Wednesday, July 04, 2007

Get high on the hog this summer

The stereotypical image of a BBQ eatery is a thing of shabby beauty: a shack by the side of a country road, blue smoke curling from a brick chimney, and a gravel parking lot full of Chevy pick-up trucks and Ford Rancheros. Inside the place is cramped, the walls have hundreds of stapled-on business cards, the place smells of years of hickory, the waitress is in Sanforized cotton, and the pit cook has one gold tooth.

It’s a charming reverie with plenty of truth to it, and some of the greatest ‘cue places are of just such a stripe. The real reason so many barbecue places are out in the sticks is usually because a farmer was looking for a way to increase his income, as the late Tennessee Congressman Robin Beard once explained: “It usually started out with a farmer raising pigs, and when he had too many he’d pull out a few and put ‘em on a spit... first thing you know, he’d dig a pit, build a shack for the smoker, and start cooking them by the batch, as the side business.”

But contrary to popular belief, you don’t really need the great rural outdoors to make good barbecue. The genre itself has as many big city variants as there are sauce recipes in North Carolina. Barbecue is not difficult to make but it takes a tremendous amount of sheer attention and ardent devotion to make it well, with hours and hours of smoking and turning and tending. The technology has improved, but, as Greg Johnson and Vince Staten state in their seminal book Real Barbecue (1988), “A fellow could smoke a lot of brisket in a missile silo if he left the lid shut.”


Barbecue has therefore moved upscale, despite traditionalists’ insistence that you can’t make good barbecue in an urban environment (which is why you find some of the best city barbecue on the outskirts of town, where the smoke can blow free). Indeed, city environmental ordinances make it very tough on entrepreneurs who want to run a smoke stack up a building, as when Danny Meyer, a St. Louis kid who made a great success in the Big Apple with deluxe restaurants like Gramercy Tavern and Eleven Madison Park, wanted to open the barbecue place called Blue Smoke in 2002 (see below).

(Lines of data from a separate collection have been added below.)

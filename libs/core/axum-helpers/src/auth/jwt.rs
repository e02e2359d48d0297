use super::config::JwtConfig;
use crate::errors::AppError;
use axum::{extract::FromRequestParts, http::request::Parts};
use chrono::{Duration, Utc};
use jsonwebtoken::{Algorithm, DecodingKey, EncodingKey, Header, Validation, decode, encode};
use serde::{Deserialize, Serialize};
use std::sync::Arc;
use uuid::Uuid;

/// Session token payload
#[derive(Debug, Clone, PartialEq, Serialize, Deserialize)]
pub struct JwtClaims {
    /// User id
    pub sub: String,
    pub email: String,
    /// Display name, copied onto reviews
    pub name: String,
    /// Role snapshot taken at login
    pub roles: Vec<String>,
    pub exp: i64,
    pub iat: i64,
    pub jti: String,
}

impl JwtClaims {
    /// Subject parsed as a user id.
    pub fn user_id(&self) -> Result<Uuid, AppError> {
        Uuid::parse_str(&self.sub)
            .map_err(|_| AppError::Unauthorized("Token subject is not a user id".to_string()))
    }

    pub fn has_role(&self, role: &str) -> bool {
        self.roles.iter().any(|r| r == role)
    }

    /// `Forbidden` unless the token carries at least one of `roles`.
    pub fn require_any_role(&self, roles: &[&str]) -> Result<(), AppError> {
        if roles.iter().any(|role| self.has_role(role)) {
            Ok(())
        } else {
            Err(AppError::Forbidden(format!(
                "Role ({}) is not allowed to access this resource",
                self.roles.join(", ")
            )))
        }
    }
}

/// Claims placed in request extensions by [`super::optional_jwt_auth_middleware`].
/// Missing claims reject with 401.
impl<S> FromRequestParts<S> for JwtClaims
where
    S: Send + Sync,
{
    type Rejection = AppError;

    async fn from_request_parts(parts: &mut Parts, _state: &S) -> Result<Self, Self::Rejection> {
        parts
            .extensions
            .get::<JwtClaims>()
            .cloned()
            .ok_or_else(|| AppError::Unauthorized("Login first to access this resource".to_string()))
    }
}

/// Stateless HS256 token issuer and verifier.
#[derive(Clone)]
pub struct JwtAuth {
    secret: Arc<str>,
    ttl_secs: i64,
}

impl JwtAuth {
    pub fn new(config: &JwtConfig) -> Self {
        tracing::info!(ttl_secs = config.ttl_secs, "JWT auth initialized");
        Self {
            secret: Arc::from(config.secret.as_str()),
            ttl_secs: config.ttl_secs,
        }
    }

    /// Lifetime of issued tokens, also used as the cookie `Max-Age`.
    pub fn ttl_secs(&self) -> i64 {
        self.ttl_secs
    }

    pub fn create_token(
        &self,
        user_id: &str,
        email: &str,
        name: &str,
        roles: &[String],
    ) -> eyre::Result<String> {
        let now = Utc::now();
        let claims = JwtClaims {
            sub: user_id.to_string(),
            email: email.to_string(),
            name: name.to_string(),
            roles: roles.to_vec(),
            exp: (now + Duration::seconds(self.ttl_secs)).timestamp(),
            iat: now.timestamp(),
            jti: Uuid::new_v4().to_string(),
        };

        let header = Header {
            alg: Algorithm::HS256,
            ..Default::default()
        };

        let token = encode(
            &header,
            &claims,
            &EncodingKey::from_secret(self.secret.as_bytes()),
        )?;

        Ok(token)
    }

    /// Verify signature and expiry, returning the claims.
    pub fn verify_token(&self, token: &str) -> eyre::Result<JwtClaims> {
        let token_data = decode::<JwtClaims>(
            token,
            &DecodingKey::from_secret(self.secret.as_bytes()),
            &Validation::new(Algorithm::HS256),
        )?;

        Ok(token_data.claims)
    }
}

#[cfg(test)]
mod tests {
    use super::*;

    fn auth() -> JwtAuth {
        JwtAuth::new(&JwtConfig::new("this-is-a-valid-secret-with-32-chars!"))
    }

    #[test]
    fn test_token_round_trip_keeps_claims() {
        let auth = auth();
        let id = Uuid::new_v4();
        let token = auth
            .create_token(&id.to_string(), "a@b.io", "Ann", &["admin".to_string()])
            .unwrap();

        let claims = auth.verify_token(&token).unwrap();
        assert_eq!(claims.user_id().unwrap(), id);
        assert_eq!(claims.email, "a@b.io");
        assert!(claims.has_role("admin"));
        assert_eq!(claims.exp - claims.iat, auth.ttl_secs());
    }

    #[test]
    fn test_token_from_other_secret_is_rejected() {
        let token = auth().create_token("u", "a@b.io", "Ann", &[]).unwrap();
        let other = JwtAuth::new(&JwtConfig::new("another-secret-that-is-32-chars-long!!"));
        assert!(other.verify_token(&token).is_err());
    }

    #[test]
    fn test_expired_token_is_rejected() {
        let auth = JwtAuth::new(
            &JwtConfig::new("this-is-a-valid-secret-with-32-chars!").with_ttl_secs(-3600),
        );
        let token = auth.create_token("u", "a@b.io", "Ann", &[]).unwrap();
        assert!(auth.verify_token(&token).is_err());
    }

    #[test]
    fn test_require_any_role() {
        let claims = JwtClaims {
            sub: Uuid::new_v4().to_string(),
            email: "v@b.io".into(),
            name: "Vee".into(),
            roles: vec!["vendor".into()],
            exp: 0,
            iat: 0,
            jti: "j".into(),
        };

        assert!(claims.require_any_role(&["admin", "vendor"]).is_ok());
        assert!(matches!(
            claims.require_any_role(&["admin"]),
            Err(AppError::Forbidden(_))
        ));
    }
}
//! OpenAPI documentation configuration

use utoipa::OpenApi;

/// Combined OpenAPI documentation for all APIs
#[derive(OpenApi)]
#[openapi(
    info(
        title = "Shop API",
        version = "0.1.0",
        description = "Catalog, reviews and accounts for the shop"
    ),
    servers(
        (url = "http://localhost:8080", description = "Local development server")
    ),
    nest(
        (path = "/api/products", api = domain_products::ApiDoc),
        (path = "/api", api = domain_users::handlers::ApiDoc)
    )
)]
pub struct ApiDoc;
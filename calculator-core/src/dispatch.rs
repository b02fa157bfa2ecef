use crate::log::Logger;
use crate::{Fields, Operands, Operation, OperationError};

/// 运算成功的结果。
#[derive(Debug, Clone, PartialEq)]
pub struct OperationResult {
    /// 执行的运算。
    pub operation: Operation,
    /// 校验后的操作数。
    pub operands: Operands,
    /// 计算结果。
    pub value: f64,
    /// 描述运算及其结果的消息。
    pub message: String,
}

/// 运算调度器。
///
/// 对每个请求依次完成提取操作数、校验、计算和格式化消息，并通过注入的日志记录器
/// 记录一条日志：成功时记录`info`，校验失败时记录`error`。
///
/// 调度器本身不可变，可以在任意多的并发请求之间共享。
///
/// # 例子
///
/// ```
/// use calculator_core::log::MemoryLogger;
/// use calculator_core::{Dispatcher, Fields, Operation};
///
/// let dispatcher = Dispatcher::new(MemoryLogger::new());
/// let fields = Fields::from_iter([("num1", "2"), ("num2", "3")]);
///
/// let result = dispatcher.dispatch(Operation::Add, &fields).unwrap();
/// assert_eq!(result.message, "The added value of 2 and 3 is 5");
/// ```
#[derive(Debug, Clone)]
pub struct Dispatcher<L> {
    logger: L,
}

impl<L: Logger> Dispatcher<L> {
    /// 使用指定的日志记录器创建调度器。
    pub fn new(logger: L) -> Self {
        Self { logger }
    }

    /// 获取日志记录器的引用。
    pub fn logger(&self) -> &L {
        &self.logger
    }

    /// 执行指定的运算。
    ///
    /// # 错误
    ///
    /// 操作数无效时返回[`OperationError::InvalidInput`]；操作数有效时，除法和取余的
    /// 除数为零分别返回[`OperationError::DivisionByZero`]和[`OperationError::ModuloByZero`]。
    pub fn dispatch(
        &self,
        operation: Operation,
        fields: &Fields,
    ) -> Result<OperationResult, OperationError> {
        let operands = Operands::parse(operation, fields)
            .and_then(|operands| operands.check_divisor().map(|_| operands))
            .map_err(|e| {
                self.log_rejection(operation, &e);
                e
            })?;

        self.logger.info(
            &format!(
                "New {} operation requested: {}",
                operation.noun(),
                operands.expression()
            ),
            &[("operation", &operation)],
        );

        let value = operands.apply();
        Ok(OperationResult {
            operation,
            operands,
            value,
            message: operands.describe(value),
        })
    }

    fn log_rejection(&self, operation: Operation, error: &OperationError) {
        let message = match error {
            OperationError::InvalidInput { .. } => {
                format!("Invalid input received for {}", operation.noun())
            }
            OperationError::DivisionByZero => "Attempted to divide by zero".to_owned(),
            OperationError::ModuloByZero => {
                "Attempted to perform modulo with zero divisor".to_owned()
            }
        };
        self.logger
            .error(&message, &[("operation", &operation), ("error", error)]);
    }
}
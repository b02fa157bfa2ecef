use std::future::Future;
use std::pin::Pin;
use std::time::Duration;

use tokio::sync::watch;
use tokio_util::sync::CancellationToken;

/// 优雅关机。
///
/// 服务器为每个连接发放一个[`ConnectionGuard`]，守卫存在期间连接被视为仍在处理中。
/// 关机时通知所有连接在完成当前请求后关闭，然后等待守卫全部释放。
#[derive(Debug)]
pub struct GracefulShutdown {
    live: watch::Sender<()>,
    closing: CancellationToken,
}

impl GracefulShutdown {
    pub(super) fn new() -> Self {
        let (live, _) = watch::channel(());
        Self {
            live,
            closing: CancellationToken::new(),
        }
    }

    pub(super) fn track(&self) -> ConnectionGuard {
        ConnectionGuard {
            _live: self.live.subscribe(),
            closing: self.closing.clone(),
        }
    }

    /// 仍在处理中的连接数。
    pub fn open_connections(&self) -> usize {
        self.live.receiver_count()
    }

    /// 通知所有连接关闭，并等待它们完成。
    ///
    /// 超时时间为`None`时一直等待。
    ///
    /// # 错误
    ///
    /// 超时后仍有连接未关闭时返回[`ShutdownTimeout`]。
    pub async fn shutdown(self, timeout: Option<Duration>) -> Result<(), ShutdownTimeout> {
        self.closing.cancel();

        let Some(timeout) = timeout else {
            self.live.closed().await;
            return Ok(());
        };

        tokio::time::timeout(timeout, self.live.closed())
            .await
            .map_err(|_| ShutdownTimeout {
                open: self.open_connections(),
            })
    }
}

/// 优雅关机超时。
#[derive(Debug, Clone, Copy, PartialEq, Eq, thiserror::Error)]
#[error("{open} connection(s) still open after the shutdown timeout")]
pub struct ShutdownTimeout {
    /// 超时时仍未关闭的连接数。
    pub open: usize,
}

/// 单个连接的守卫。
#[derive(Debug)]
pub(super) struct ConnectionGuard {
    _live: watch::Receiver<()>,
    closing: CancellationToken,
}

impl ConnectionGuard {
    /// 驱动连接直到完成。收到关机通知时调用一次`close`，让连接处理完当前请求后关闭。
    pub(super) async fn serve<C>(self, conn: C, close: impl FnOnce(Pin<&mut C>)) -> C::Output
    where
        C: Future,
    {
        let mut conn = std::pin::pin!(conn);

        tokio::select! {
            output = conn.as_mut() => return output,
            () = self.closing.cancelled() => {}
        }

        close(conn.as_mut());
        conn.await
    }
}

#[cfg(test)]
mod tests {
    use std::sync::atomic::{AtomicBool, Ordering};
    use std::sync::Arc;
    use std::time::Duration;

    use tokio::sync::oneshot;

    use super::*;

    #[tokio::test]
    async fn no_connections() {
        let graceful = GracefulShutdown::new();
        assert_eq!(graceful.open_connections(), 0);
        assert_eq!(graceful.shutdown(Some(Duration::from_secs(1))).await, Ok(()));
    }

    #[tokio::test]
    async fn counts_open_connections() {
        let graceful = GracefulShutdown::new();
        let first = graceful.track();
        let second = graceful.track();
        assert_eq!(graceful.open_connections(), 2);

        drop(first);
        assert_eq!(graceful.open_connections(), 1);
        drop(second);
        assert_eq!(graceful.open_connections(), 0);
    }

    #[tokio::test]
    async fn closes_connections_and_waits() {
        let graceful = GracefulShutdown::new();
        let (tx, rx) = oneshot::channel::<()>();
        let closed = Arc::new(AtomicBool::new(false));

        let task = tokio::spawn(graceful.track().serve(
            async move {
                let _ = rx.await;
            },
            {
                let closed = closed.clone();
                move |_| closed.store(true, Ordering::SeqCst)
            },
        ));

        let shutdown = tokio::spawn(graceful.shutdown(None));
        tokio::time::sleep(Duration::from_millis(20)).await;
        assert!(closed.load(Ordering::SeqCst));
        assert!(!shutdown.is_finished());

        tx.send(()).unwrap();
        task.await.unwrap();
        assert_eq!(shutdown.await.unwrap(), Ok(()));
    }

    #[tokio::test]
    async fn finished_connection_is_not_closed() {
        let graceful = GracefulShutdown::new();
        let closed = Arc::new(AtomicBool::new(false));

        let flag = closed.clone();
        graceful
            .track()
            .serve(async {}, move |_| flag.store(true, Ordering::SeqCst))
            .await;

        assert!(!closed.load(Ordering::SeqCst));
        assert_eq!(graceful.open_connections(), 0);
    }

    #[tokio::test]
    async fn reports_open_connections_on_timeout() {
        let graceful = GracefulShutdown::new();
        let stuck = tokio::spawn(graceful.track().serve(std::future::pending::<()>(), |_| {}));

        assert_eq!(
            graceful.shutdown(Some(Duration::from_millis(10))).await,
            Err(ShutdownTimeout { open: 1 })
        );
        stuck.abort();
    }
}
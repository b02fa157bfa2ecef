//! HTTP响应。

use std::convert::Infallible;

use bytes::Bytes;
use http::{header, HeaderValue, StatusCode};
use http_body_util::Full;
use serde::{Deserialize, Serialize};

use crate::BoxError;

/// 服务返回的HTTP响应。
pub type Response = http::Response<Full<Bytes>>;

/// 可以转换为[`Response`]的类型。
pub trait IntoResponse {
    /// 转换失败时返回的错误。
    type Error: Into<BoxError>;

    /// 转换为响应。
    fn into_response(self) -> Result<Response, Self::Error>;
}

impl<T> IntoResponse for (StatusCode, T)
where
    T: IntoResponse,
{
    type Error = T::Error;

    fn into_response(self) -> Result<Response, Self::Error> {
        let (status, inner) = self;
        let mut res = inner.into_response()?;
        *res.status_mut() = status;
        Ok(res)
    }
}

/// JSON响应。
///
/// 设置响应标头`Content-Type: application/json`。
#[derive(Debug, Clone, Copy)]
pub struct Json<T>(pub T);

impl<T> IntoResponse for Json<T>
where
    T: Serialize,
{
    type Error = JsonResponseError;

    fn into_response(self) -> Result<Response, Self::Error> {
        let data = serde_json::to_vec(&self.0)?;
        let mut res = Response::new(Full::from(data));
        res.headers_mut().insert(
            header::CONTENT_TYPE,
            HeaderValue::from_static(mime::APPLICATION_JSON.as_ref()),
        );
        Ok(res)
    }
}

/// JSON响应错误。
#[derive(Debug, thiserror::Error)]
pub enum JsonResponseError {
    /// 序列化失败。
    #[error("failed to serialize json ({0})")]
    FailedToSerialize(#[from] serde_json::Error),
}

/// HTML响应。
///
/// 设置响应标头`Content-Type: text/html; charset=utf-8`。
#[derive(Debug, Clone, Copy)]
pub struct Html<T>(pub T);

impl<T> IntoResponse for Html<T>
where
    T: Into<Bytes>,
{
    type Error = Infallible;

    fn into_response(self) -> Result<Response, Self::Error> {
        let mut res = Response::new(Full::new(self.0.into()));
        res.headers_mut().insert(
            header::CONTENT_TYPE,
            HeaderValue::from_static(mime::TEXT_HTML_UTF_8.as_ref()),
        );
        Ok(res)
    }
}

/// 成功响应的主体。
#[derive(Debug, Clone, PartialEq, Eq, Serialize, Deserialize)]
pub struct MessageBody {
    /// 描述运算及其结果的消息。
    pub message: String,
}

/// 错误响应的主体。
#[derive(Debug, Clone, PartialEq, Eq, Serialize, Deserialize)]
pub struct ErrorBody {
    /// 错误消息。
    pub error: String,
}

impl ErrorBody {
    /// 使用指定的消息创建错误主体。
    pub fn new(error: impl Into<String>) -> Self {
        Self {
            error: error.into(),
        }
    }
}

/// 不经过序列化直接构造的`500`响应，用于其他响应都无法生成的情况。
pub fn internal_server_error() -> Response {
    let mut res = Response::new(Full::from(r#"{"error":"Internal Server Error"}"#));
    *res.status_mut() = StatusCode::INTERNAL_SERVER_ERROR;
    res.headers_mut().insert(
        header::CONTENT_TYPE,
        HeaderValue::from_static(mime::APPLICATION_JSON.as_ref()),
    );
    res
}
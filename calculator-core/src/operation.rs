use std::fmt;
use std::str::FromStr;

use crate::number::Number;

/// 运算需要的操作数个数。
#[derive(Debug, Clone, Copy, PartialEq, Eq, Hash)]
pub enum Arity {
    /// 单个操作数，字段名为`num`。
    Unary,
    /// 两个操作数，字段名为`num1`和`num2`。
    Binary,
}

impl Arity {
    /// 按顺序返回操作数的字段名。
    pub fn fields(self) -> &'static [&'static str] {
        match self {
            Arity::Unary => &["num"],
            Arity::Binary => &["num1", "num2"],
        }
    }
}

/// 服务支持的算术运算。
#[derive(Debug, Clone, Copy, PartialEq, Eq, Hash)]
pub enum Operation {
    /// 加法。
    Add,
    /// 减法。
    Subtract,
    /// 乘法。
    Multiply,
    /// 除法，除数不能为零。
    Divide,
    /// 幂运算。
    Exponentiate,
    /// 平方根，负数得到`NaN`。
    SquareRoot,
    /// 取余，除数不能为零，结果的符号与被除数相同。
    Modulo,
}

impl Operation {
    /// 所有运算。
    pub const ALL: [Operation; 7] = [
        Operation::Add,
        Operation::Subtract,
        Operation::Multiply,
        Operation::Divide,
        Operation::Exponentiate,
        Operation::SquareRoot,
        Operation::Modulo,
    ];

    /// 运算的名称，也是日志中的`operation`字段。
    pub fn name(self) -> &'static str {
        match self {
            Operation::Add => "add",
            Operation::Subtract => "subtract",
            Operation::Multiply => "multiply",
            Operation::Divide => "divide",
            Operation::Exponentiate => "exponentiate",
            Operation::SquareRoot => "squareroot",
            Operation::Modulo => "modulo",
        }
    }

    /// 日志消息里使用的名词。
    pub fn noun(self) -> &'static str {
        match self {
            Operation::Add => "addition",
            Operation::Subtract => "subtraction",
            Operation::Multiply => "multiplication",
            Operation::Divide => "division",
            Operation::Exponentiate => "exponentiation",
            Operation::SquareRoot => "square root",
            Operation::Modulo => "modulo",
        }
    }

    /// 运算需要的操作数个数。
    pub fn arity(self) -> Arity {
        match self.binary_operator() {
            Some(_) => Arity::Binary,
            None => Arity::Unary,
        }
    }

    /// 双操作数运算对应的运算符，平方根没有。
    pub(crate) fn binary_operator(self) -> Option<BinaryOperator> {
        match self {
            Operation::Add => Some(BinaryOperator::Add),
            Operation::Subtract => Some(BinaryOperator::Subtract),
            Operation::Multiply => Some(BinaryOperator::Multiply),
            Operation::Divide => Some(BinaryOperator::Divide),
            Operation::Exponentiate => Some(BinaryOperator::Exponentiate),
            Operation::Modulo => Some(BinaryOperator::Modulo),
            Operation::SquareRoot => None,
        }
    }
}

impl fmt::Display for Operation {
    fn fmt(&self, f: &mut fmt::Formatter<'_>) -> fmt::Result {
        f.write_str(self.name())
    }
}

impl FromStr for Operation {
    type Err = ParseOperationError;

    fn from_str(s: &str) -> Result<Self, Self::Err> {
        Operation::ALL
            .into_iter()
            .find(|operation| operation.name() == s)
            .ok_or_else(|| ParseOperationError(s.to_owned()))
    }
}

/// 无法识别的运算名称。
#[derive(Debug, Clone, PartialEq, Eq, thiserror::Error)]
#[error("unknown operation \"{0}\"")]
pub struct ParseOperationError(String);

/// 双操作数运算的运算符。
#[derive(Debug, Clone, Copy, PartialEq, Eq)]
pub(crate) enum BinaryOperator {
    Add,
    Subtract,
    Multiply,
    Divide,
    Exponentiate,
    Modulo,
}

impl BinaryOperator {
    pub(crate) fn operation(self) -> Operation {
        match self {
            BinaryOperator::Add => Operation::Add,
            BinaryOperator::Subtract => Operation::Subtract,
            BinaryOperator::Multiply => Operation::Multiply,
            BinaryOperator::Divide => Operation::Divide,
            BinaryOperator::Exponentiate => Operation::Exponentiate,
            BinaryOperator::Modulo => Operation::Modulo,
        }
    }

    pub(crate) fn apply(self, a: f64, b: f64) -> f64 {
        match self {
            BinaryOperator::Add => a + b,
            BinaryOperator::Subtract => a - b,
            BinaryOperator::Multiply => a * b,
            BinaryOperator::Divide => a / b,
            BinaryOperator::Exponentiate => a.powf(b),
            // 截断取余，符号跟随被除数
            BinaryOperator::Modulo => a % b,
        }
    }

    pub(crate) fn symbol(self) -> &'static str {
        match self {
            BinaryOperator::Add => "+",
            BinaryOperator::Subtract => "-",
            BinaryOperator::Multiply => "*",
            BinaryOperator::Divide => "/",
            BinaryOperator::Exponentiate => "^",
            BinaryOperator::Modulo => "%",
        }
    }

    pub(crate) fn describe(self, a: Number, b: Number, result: Number) -> String {
        match self {
            BinaryOperator::Add => format!("The added value of {a} and {b} is {result}"),
            BinaryOperator::Subtract => format!("The subtracted value of {a} and {b} is {result}"),
            BinaryOperator::Multiply => format!("The multiplied value of {a} and {b} is {result}"),
            BinaryOperator::Divide => format!("The divided value of {a} by {b} is {result}"),
            BinaryOperator::Exponentiate => {
                format!("The result of {a} raised to the power of {b} is {result}")
            }
            BinaryOperator::Modulo => format!("The result of {a} modulo {b} is {result}"),
        }
    }
}

#[cfg(test)]
mod tests {
    use super::*;

    #[test]
    fn arithmetic() {
        assert_eq!(BinaryOperator::Add.apply(2.0, 3.0), 5.0);
        assert_eq!(BinaryOperator::Subtract.apply(2.0, 3.0), -1.0);
        assert_eq!(BinaryOperator::Multiply.apply(-4.0, 2.5), -10.0);
        assert_eq!(BinaryOperator::Divide.apply(10.0, 4.0), 2.5);
        assert_eq!(BinaryOperator::Add.apply(0.1, 0.2), 0.1 + 0.2);
    }

    #[test]
    fn exponentiate() {
        let pow = BinaryOperator::Exponentiate;
        assert_eq!(pow.apply(2.0, 10.0), 1024.0);
        assert_eq!(pow.apply(2.0, -1.0), 0.5);
        assert_eq!(pow.apply(9.0, 0.5), 3.0);
        assert!(pow.apply(-8.0, 1.0 / 3.0).is_nan());
    }

    #[test]
    fn modulo_follows_dividend_sign() {
        let rem = BinaryOperator::Modulo;
        assert_eq!(rem.apply(10.0, 3.0), 1.0);
        assert_eq!(rem.apply(-10.0, 3.0), -1.0);
        assert_eq!(rem.apply(10.0, -3.0), 1.0);
        assert_eq!(rem.apply(5.5, 2.0), 1.5);
    }

    #[test]
    fn binary_operators_round_trip() {
        for operation in Operation::ALL {
            match operation.binary_operator() {
                Some(operator) => {
                    assert_eq!(operator.operation(), operation);
                    assert_eq!(operation.arity(), Arity::Binary);
                }
                None => {
                    assert_eq!(operation, Operation::SquareRoot);
                    assert_eq!(operation.arity(), Arity::Unary);
                }
            }
        }
    }

    #[test]
    fn describe() {
        let cases = [
            (BinaryOperator::Add, "The added value of 2 and 3 is 5"),
            (BinaryOperator::Subtract, "The subtracted value of 2 and 3 is 5"),
            (BinaryOperator::Multiply, "The multiplied value of 2 and 3 is 5"),
            (BinaryOperator::Divide, "The divided value of 2 by 3 is 5"),
            (
                BinaryOperator::Exponentiate,
                "The result of 2 raised to the power of 3 is 5",
            ),
            (BinaryOperator::Modulo, "The result of 2 modulo 3 is 5"),
        ];
        for (operator, expected) in cases {
            assert_eq!(
                operator.describe(Number(2.0), Number(3.0), Number(5.0)),
                expected
            );
        }
    }

    #[test]
    fn names() {
        for operation in Operation::ALL {
            assert_eq!(operation.name().parse::<Operation>(), Ok(operation));
        }
        assert_eq!(
            "division".parse::<Operation>().unwrap_err().to_string(),
            "unknown operation \"division\""
        );
        assert_eq!(Operation::Modulo.arity().fields(), ["num1", "num2"]);
    }
}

Negotiations and architectural revisions took months before the project got the green light.

It is interesting to note, therefore, that many city ‘cue stores trade on country mythology, so that you might find “Kentucky-style BBQ” in a city like Boston or “Real Texas Barbecue” in L.A. Urban barbecue joints were largely pioneered and are still run by African-Americans—legendary places like Gates Bar.B.Q., opened in Kansas City, Missouri, in 1946, and Sylvia’s soul food restaurant, opened in Harlem in 1962 by Sylvia and Herbert Woods.

What brought barbecue upscale was its acceptance in the 1970s and 1980s as America’s quintessential and indigenous contribution to world gastronomy. Big Bob Gibson Bar-B-Q, for example, began its life as a pit and a few wooden tables in the Gibson family homestead outside of Decatur, Georgia. Today it boasts several modern locations—the latest one in Monroe, North Carolina. Dinosaur Bar B Que started in 1983 with three bikers, a 55-gallon drum cut in half and a dream. These days it's set within the splendid confines of the former Lehigh Valley Train Station in Rochester, New York.

Image: Seconds ...
shannonohara.com
Goode Co. Bar-B-Q in Houston serves up tasty, hearty meals.

As barbecue became a subject of bragging rights among both rural and urban aficionados, so it was only a matter of time before ‘cue places got a bit fancier and a lot less scruffy. Hence, Sconyers Bar-B-Que in August, Georgia now serves a "T-Loin Plate" that bills itself as "96% Fat Free, Low Sodium, Low Cholesterol"—but no one's forcing you to order it. At Goode Co. Bar-B-Q in Houston, the Brazos Pecan Pie and desserts are housemade (not a given in most ‘cue stands, where Moon Pies and Goo Goo Clusters fill in), and the signature t-shirts, hats, mugs, and memorabilia make Goode Co. as much a gift shop as it is the best barbecue in town. And the venerable Sonny Bryan's Smokehouse in Dallas (circa 1958) moved to some decidedly swankier new surroundings—Macy’s in the Galleria.

But while the settings may have changed, the proof is still in the meat, in all its smoky, charred, succulent glory. You’re still going to need a bib to eat it.